*WORK REQUEST*
If a line in the listing contains "PartialEq", copy it out whole.

<<<<

//! Run outcome reporting

use std::fmt;
use std::time::Duration;

/// How a run ended
#[derive(Debug, Clone, PartialEq, Eq)]
pub enum Termination {
    /// Every page up to the page bound was processed
    Completed,

    /// A results page failed; later pages were not visited
    Aborted { page: u32, reason: String },
}

impl Termination {
    pub fn is_completed(&self) -> bool {
        matches!(self, Self::Completed)
    }
}

/// Summary of a finished run
#[derive(Debug, Clone, PartialEq)]
pub struct CrawlReport {
    /// Results pages whose listings were processed
    pub pages_visited: u32,

    /// Frozen page bound (0 if page 1 never loaded)
    pub total_pages: u32,

    pub records_emitted: u64,

    pub listings_failed: u64,

    pub termination: Termination,

    pub elapsed: Duration,
}

impl fmt::Display for CrawlReport {
    fn fmt(&self, f: &mut fmt::Formatter<'_>) -> fmt::Result {
        write!(
            f,
            "{} listings scraped from {}/{} pages ({} failed) in {:.1}s",
            self.records_emitted,
            self.pages_visited,
            self.total_pages,
            self.listings_failed,
            self.elapsed.as_secs_f64()
        )?;

        if let Termination::Aborted { page, reason } = &self.termination {
            write!(f, "; aborted on page {}: {}", page, reason)?;
        }

        Ok(())
    }
}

>>>>

*FINAL ANSWER*
#[derive(Debug, Clone, PartialEq, Eq)]
#[derive(Debug, Clone, PartialEq)]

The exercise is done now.